3.1 Macam-Macam Perlindungan Kerja Bagi Pekerja

3.1.2 Pengaturan Waktu Istirahat dan Cuti

Waktu istirahat dan cuti merupakan salah satu bentuk perlindungan bagi pekerja yang harus diberikan oleh perusahaan. Pemberian waktu istirahat dan cuti ini bertujuan untuk mengembalikan kesegaran dan kesehatan baik fisik, mental maupun sosial pekerja. Pekerja yang merupakan bagian dari masyarakat tentu saja mempunyai fungsi dan kewajiban sosial. Dengan adanya pengaturan waktu istirahat dan cuti tentu saja pekerja mempunyai banyak waktu atau kesempatan untuk bersosialisasi dengan masyarakat sekitarnya dan tentu untuk keluarga intinya. Dengan adanya waktu berinteraksi seperti ini maka pekerja akan menjadi sehat, baik secara fisik maupun secara mental, hal ini juga berpengaruh pada produktivitas kerja dan hubungan harmonis antara pekerja dengan manajemen perusahaan.
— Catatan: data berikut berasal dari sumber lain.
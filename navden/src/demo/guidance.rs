//! Proportional pursuit guidance.

use crate::model::Vec2;

/// Constant-magnitude pursuit toward the active waypoint.
///
/// `accel = k * (target - pos) / |target - pos|`, or exactly zero once the
/// vehicle is within the arrival threshold.
#[derive(Debug, Clone, Copy, PartialEq)]
pub struct Guidance {
    pub gain: f64,
    pub arrival_threshold: f64,
}

/// Result of one guidance evaluation.
#[derive(Debug, Clone, Copy, PartialEq)]
pub struct GuidanceOutput {
    pub acceleration: Vec2,
    pub distance: f64,
    pub arrived: bool,
}

impl Guidance {
    pub fn new(gain: f64, arrival_threshold: f64) -> Self {
        Self {
            gain,
            arrival_threshold,
        }
    }

    pub fn evaluate(&self, position: Vec2, target: Vec2) -> GuidanceOutput {
        let offset = target - position;
        let distance = offset.length();

        if distance < self.arrival_threshold {
            return GuidanceOutput {
                acceleration: Vec2::ZERO,
                distance,
                arrived: true,
            };
        }

        // normalize() only fails at zero length, which the threshold excludes
        // unless the threshold itself is zero.
        let acceleration = offset
            .normalize()
            .map(|unit| unit * self.gain)
            .unwrap_or(Vec2::ZERO);

        GuidanceOutput {
            acceleration,
            distance,
            arrived: false,
        }
    }
}

#[cfg(test)]
mod tests {
    use super::*;

    const EPS: f64 = 1e-12;

    #[test]
    fn test_accel_points_at_target_with_gain_magnitude() {
        let guidance = Guidance::new(4.0, 5.0);
        let out = guidance.evaluate(Vec2::new(0.0, 0.0), Vec2::new(30.0, 40.0));

        assert!(!out.arrived);
        assert_eq!(out.distance, 50.0);
        assert!((out.acceleration.x - 4.0 * 0.6).abs() < EPS);
        assert!((out.acceleration.y - 4.0 * 0.8).abs() < EPS);
        assert!((out.acceleration.length() - 4.0).abs() < EPS);
    }

    #[test]
    fn test_initial_direction_of_default_scene() {
        let guidance = Guidance::new(4.0, 5.0);
        let out = guidance.evaluate(Vec2::new(200.0, 300.0), Vec2::new(500.0, 150.0));

        let expected = Vec2::new(300.0, -150.0).normalize().unwrap();
        let direction = out.acceleration.normalize().unwrap();
        assert!((direction.x - expected.x).abs() < EPS);
        assert!((direction.y - expected.y).abs() < EPS);
    }

    #[test]
    fn test_zero_inside_threshold() {
        let guidance = Guidance::new(4.0, 5.0);
        let out = guidance.evaluate(Vec2::new(10.0, 10.0), Vec2::new(13.0, 13.0));

        assert!(out.arrived);
        assert_eq!(out.acceleration, Vec2::ZERO);
    }

    #[test]
    fn test_threshold_is_strict() {
        let guidance = Guidance::new(4.0, 5.0);
        let out = guidance.evaluate(Vec2::new(0.0, 0.0), Vec2::new(3.0, 4.0));

        assert!(!out.arrived);
        assert!((out.acceleration.length() - 4.0).abs() < EPS);
    }
}
//! WebSocket frame protocol.
//!
//! Every frame is a JSON object tagged by its `type` field:
//!
//! | `type`     | Meaning                                              |
//! |------------|------------------------------------------------------|
//! | `start`    | A streamed run began                                 |
//! | `update`   | One telemetry sample (appended to the trajectory)    |
//! | `complete` | Run finished, carries the final metrics              |
//! | `error`    | The backend aborted the run                          |

use serde::{Deserialize, Serialize};

use super::error::StreamError;
use crate::model::{GpsStatus, MissionMetrics, NavigationMode, TrajectoryPoint, Vec2};

/// A decoded WebSocket frame.
#[derive(Debug, Clone, PartialEq, Serialize, Deserialize)]
#[serde(tag = "type", rename_all = "lowercase")]
pub enum StreamMessage {
    Start(StartFrame),
    Update(UpdateFrame),
    Complete(CompleteFrame),
    Error(ErrorFrame),
}

impl StreamMessage {
    /// The `type` tag of this frame.
    pub fn kind(&self) -> &'static str {
        match self {
            StreamMessage::Start(_) => "start",
            StreamMessage::Update(_) => "update",
            StreamMessage::Complete(_) => "complete",
            StreamMessage::Error(_) => "error",
        }
    }
}

#[derive(Debug, Clone, PartialEq, Default, Serialize, Deserialize)]
#[serde(default)]
pub struct StartFrame {
    pub message: String,
    pub total_duration: f64,
    pub dt: f64,
    pub total_steps: u64,
}

#[derive(Debug, Clone, PartialEq, Serialize, Deserialize)]
pub struct UpdateFrame {
    pub time: f64,
    /// Run progress, 0-100.
    #[serde(default)]
    pub progress: f64,
    #[serde(default)]
    pub step: u64,
    #[serde(default)]
    pub total_steps: u64,
    pub data: UpdateData,
    #[serde(default)]
    pub metrics: LiveMetrics,
}

/// Per-sample telemetry inside an `update` frame.
#[derive(Debug, Clone, PartialEq, Serialize, Deserialize)]
pub struct UpdateData {
    pub true_position: Vec2,
    pub estimated_position: Vec2,
    #[serde(default)]
    pub confidence: f64,
    #[serde(default)]
    pub error: f64,
    #[serde(default)]
    pub gps_status: GpsStatus,
}

/// Running counters carried by each `update` frame.
#[derive(Debug, Clone, PartialEq, Default, Serialize, Deserialize)]
#[serde(default)]
pub struct LiveMetrics {
    pub waypoints_reached: u32,
    pub max_error: f64,
    pub total_distance: f64,
}

#[derive(Debug, Clone, PartialEq, Default, Serialize, Deserialize)]
#[serde(default)]
pub struct CompleteFrame {
    pub message: String,
    pub final_metrics: MissionMetrics,
    /// Raw per-step records; their shape is backend-specific so they are kept untyped.
    pub trajectory_data: Vec<serde_json::Value>,
}

#[derive(Debug, Clone, PartialEq, Default, Serialize, Deserialize)]
#[serde(default)]
pub struct ErrorFrame {
    pub message: String,
}

impl UpdateFrame {
    /// Convert the sample into a trajectory point.
    ///
    /// The frame does not carry a navigation mode, so it is derived from the
    /// GPS status the same way the backend does.
    pub fn to_trajectory_point(&self) -> TrajectoryPoint {
        let nav_mode = if self.data.gps_status.is_jammed() {
            NavigationMode::Sensor
        } else {
            NavigationMode::Gps
        };

        TrajectoryPoint {
            time: self.time,
            true_x: self.data.true_position.x,
            true_y: self.data.true_position.y,
            est_x: self.data.estimated_position.x,
            est_y: self.data.estimated_position.y,
            error: self.data.error,
            confidence: self.data.confidence,
            gps_status: self.data.gps_status,
            nav_mode,
        }
    }
}

/// Parse one text frame.
pub fn parse_message(text: &str) -> Result<StreamMessage, StreamError> {
    serde_json::from_str(text).map_err(|e| StreamError::ParseError(e.to_string()))
}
Hal tersebut tentu saja tidak dapat digantikan atau dikompensasikan dalam bentuk uang.

19

Pengaturan tentang istirahat dan cuti ada dalam Undang-Undang Nomor 13 Tahun 2003 tentang Ketenagakerjaan yaitu dalam pasal 79 sampai dengan pasal 84, selain itu terdapat pula Kepmenakertrans No. KEP-51/Men/IV/2004 tentang istirahat panjang pada perusahaan tertentu. Dalam pasal 79 ayat (1) Undang-Undang Ketenagakerjaan berisi tentang kewajiban dari pengusaha untuk memberikan waktu istirahat kepada pekerja/buruh. Di ayat (2) disebutkan beberapa jenis waktu istirahat dan cuti, yaitu istirahat antara jam kerja, sekurang-kurangnya setengah jam setelah bekerja selama 4 (empat) jam terus menerus dan waktu istirahat tersebut tidak termasuk jam kerja. Jadi, setelah pekerja yang bekerja selama 4 (empat) jam secara terus menerus, harus diberikan istirahat di antara jam kerja paling tidak sebanyak setengah jam. Jika pekerja tidak diberi waktu istirahat, maka akan membahayakan pekerja terhadap pekerjaannya itu sendiri, karena ada faktor kelelahan akibat bekerja secara terus menerus.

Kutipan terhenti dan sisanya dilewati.